Described solvent is deionized water, organic alcohol solvent, organic ketone solvent, and wherein Organic Alcohol is selected from methanol or ethanol; Organic ketone solvent is selected from acetone, the preferred deionized water of the present invention.
A kind of method of above-mentioned lysine synthesis semi-aromatic nylon, comprises the following steps:
(1)Aromatic acid 10-15mol, aliphatic diamine 10-14mol are weighed according to above-mentioned molal quantity proportioning, are relied Propylhomoserin 1.0-5.0mol, catalyst 0.015-0.03mol and solvent 220-300mol;
Aromatic acid, aliphatic diamine, lysine and catalyst are well mixed, has been then added into and has stirred In the polymerization reaction kettle for mixing device, solvent is added, above-mentioned reactant mixture is stirred and inert gas is filled with into reactor, is taken out very It is empty to exclude to be reserved in the air in reactor;
(2)Heating response kettle is simultaneously incubated, and 120 DEG C -130 DEG C of heat-preserving range, polymerized monomer is dissolved completely in solvent;
Insulation terminates, and reactor is continued to heat up, and the temperature range of heating is 130 DEG C -335 DEG C, now reactor internal pressure Power rises, until when pressure reaches 2.5MPa in kettle, carries out pressurize to reactor, and reactor is continued to be heated to 260-270 DEG C when, agitator speed is doubled(Agitator speed rises to 120r/min), pass through circulating heat conduction oil(Equivalent to flowing oil bath) Continue to raise temperature of reaction kettle to 315-320 DEG C, reactor is carried out under the precondition for keeping temperature of reaction kettle not decline Release;
Until the pressure in reactor is unloaded to normal pressure, agitator speed is reduced(Agitator speed be down to 12r/min with Under), inert gas is filled with to reactor to the pressure in the range of 0.3-1.2MPa in reactor, discharging, cooling and dicing, to obtain With semi-aromatic nylon pellet.
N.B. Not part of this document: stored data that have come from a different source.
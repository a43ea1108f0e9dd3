//! Markdown export of the task hierarchy.

use crate::error::Result;
use crate::tasks::models::{Subtask, Task, TaskGraph};
use crate::templates;
use serde::Serialize;
use std::path::Path;
use tera::Context;

#[derive(Serialize)]
struct SubtaskView {
    id: u32,
    title: String,
    description: String,
    status: String,
    details: String,
    test_strategy: String,
    dependencies: String,
}

#[derive(Serialize)]
struct TaskView {
    id: u32,
    title: String,
    description: String,
    priority: String,
    status: String,
    details: String,
    test_strategy: String,
    dependencies: String,
    subtasks: Vec<SubtaskView>,
}

/// Backticks would close the surrounding code block.
fn escape_block(text: &str) -> String {
    text.replace('`', "\\`")
}

fn or_na(text: &str) -> String {
    if text.is_empty() {
        "N/A".to_string()
    } else {
        text.to_string()
    }
}

fn dependency_list(ids: &[u32]) -> String {
    if ids.is_empty() {
        "None".to_string()
    } else {
        ids.iter().map(ToString::to_string).collect::<Vec<_>>().join(", ")
    }
}

impl From<&Subtask> for SubtaskView {
    fn from(s: &Subtask) -> Self {
        Self {
            id: s.id,
            title: s.title.clone(),
            description: or_na(&s.description),
            status: s.status.to_string(),
            details: escape_block(&s.details),
            test_strategy: escape_block(s.test_strategy.as_deref().unwrap_or_default()),
            dependencies: dependency_list(&s.dependencies),
        }
    }
}

impl From<&Task> for TaskView {
    fn from(t: &Task) -> Self {
        Self {
            id: t.id,
            title: t.title.clone(),
            description: or_na(&t.description),
            priority: t.priority.to_string(),
            status: t.status.to_string(),
            details: escape_block(&t.details),
            test_strategy: escape_block(&t.test_strategy),
            dependencies: dependency_list(&t.dependencies),
            subtasks: t.subtasks.iter().map(SubtaskView::from).collect(),
        }
    }
}

/// Render the graph as a "Project Task Hierarchy" markdown document.
///
/// # Errors
///
/// Returns an error if the template fails to render.
pub fn render_markdown(graph: &TaskGraph) -> Result<String> {
    let tasks: Vec<TaskView> = graph.tasks.iter().map(TaskView::from).collect();
    let mut ctx = Context::new();
    ctx.insert("tasks", &tasks);
    templates::render(templates::HIERARCHY_EXPORT, &ctx)
}

/// Render the graph and write it to `path`, creating parent directories.
///
/// # Errors
///
/// Returns an error if rendering or writing fails.
pub fn write_markdown(graph: &TaskGraph, path: &Path) -> Result<()> {
    let content = render_markdown(graph)?;
    if let Some(parent) = path.parent() {
        std::fs::create_dir_all(parent)?;
    }
    std::fs::write(path, content)?;
    Ok(())
}

#[cfg(test)]
mod tests {
    use super::*;
    use crate::tasks::{Priority, Status};
    use crate::testing::{graph_of, subtask, task};
    use tempfile::TempDir;

    #[test]
    #[serial_test::serial]
    fn test_empty_graph() {
        let markdown = render_markdown(&TaskGraph::default()).unwrap();
        assert_eq!(markdown, "# Project Task Hierarchy\n\nNo tasks were generated or found.\n");
    }

    #[test]
    #[serial_test::serial]
    fn test_task_without_subtasks() {
        let mut t = task(1, "Setup");
        t.description = "Scaffold the repo".to_string();
        t.priority = Priority::High;
        let markdown = render_markdown(&graph_of(vec![t])).unwrap();

        let expected = "# Project Task Hierarchy\n\n\
            ## Task: Setup (ID: 1)\n\
            - **Description:** Scaffold the repo\n\
            - **Priority:** high\n\
            - **Status:** pending\n\
            - **Details:** N/A\n\
            - **Test Strategy:** N/A\n\
            - **Dependencies:** None\n\
            \n\
            ---\n\n";
        assert_eq!(markdown, expected);
    }

    #[test]
    #[serial_test::serial]
    fn test_subtasks_and_code_blocks() {
        let mut t = task(2, "API");
        t.details = "Use `axum`".to_string();
        t.dependencies = vec![1];
        t.subtasks = vec![subtask(1, "Routes")];
        t.subtasks[0].status = Status::Done;
        t.subtasks[0].test_strategy = Some("curl each route".to_string());
        let markdown = render_markdown(&graph_of(vec![task(1, "Setup"), t])).unwrap();

        assert!(markdown.contains("- **Details:**\n  ```\nUse \\`axum\\`\n  ```\n"));
        assert!(markdown.contains("- **Dependencies:** 1\n"));
        assert!(markdown.contains("### Subtasks for 2:\n\n### Task: Routes (ID: 1)\n"));
        assert!(markdown.contains("- **Status:** done\n"));
        assert!(markdown.contains("- **Test Strategy:**\n  ```\ncurl each route\n  ```\n"));
        assert_eq!(markdown.matches("---").count(), 2);
    }

    #[test]
    #[serial_test::serial]
    fn test_write_markdown_creates_parents() {
        let dir = TempDir::new().unwrap();
        let path = dir.path().join("out/tasks.md");
        write_markdown(&graph_of(vec![task(1, "A")]), &path).unwrap();
        assert!(std::fs::read_to_string(path).unwrap().starts_with("# Project Task Hierarchy"));
    }
}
Described step(1)In power of agitator be 60r/min.
Described step(1)Or step(2)Middle inert gas is nitrogen, carbon dioxide, argon gas or helium, preferably nitrogen.
Described step(2)In, the temperature of heating response is 120-130 DEG C,
Described step(2)Middle semi-aromatic nylon material dries 24h in 110 DEG C of -135 DEG C of baking ovens, then on injection machine Injection molding, injection silicon carbide is 290 DEG C, 295 DEG C, 295 DEG C, obtains being used for correlated performance testing standard nylon batten.
Described step(2)In, before discharging, the size of material viscosity in kettle is determined according to the watt level of stirring display, Further determine whether to carry out vacuumizing thickening step:When power of agitator is less than 1100w, vacuumize process;Work as power of agitator For 1100w-1250w when, without vacuumizing.
The method of synthesis semi-aromatic nylon provided by the invention, is gathered in polymeric kettle again in the absence of first synthetic nylon salt The cumbersome technique such as close, but raw material added reactor and directly polymerize, therefore its synthesis technique is simple, generated time compared with It is short;In addition, the present invention can use deionized water as solvent, therefore safer environmental protection, while also save many costs.
The present invention compared with the existing technology, has advantages below:
(1)Reactions steps are simple, and the equipment cost for reacting used is cheap, and simultaneous reactions condition is more gently without high temperature height Pressure, therefore the requirement to equipment is not very high, and its energy consumption is also smaller.
(2)Solvent used is deionized water, and without toxicity, wide material sources are green, for mitigating environmental pressure, It is extremely important in terms of environmental protection.
(3)The melt index of the semi-aromatic nylon of synthesis is higher, and mobility is preferable, and discharging is convenient, can be direct through cooling Traction is granulated, and is easy to encapsulation to transport and storage, be can be directly used for processing and forming after drying, and dimensionally stable product is without after cumbersome Processing procedure.Meanwhile its mechanical property is also ideal.
Embodiment
With reference to specific embodiment, the present invention is expanded on further.These embodiments are merely to illustrate the present invention, and do not have to In restriction protection scope of the present invention.The modifications and adaptations that technical staff makes according to the present invention in actual applications, still fall within Protection scope of the present invention.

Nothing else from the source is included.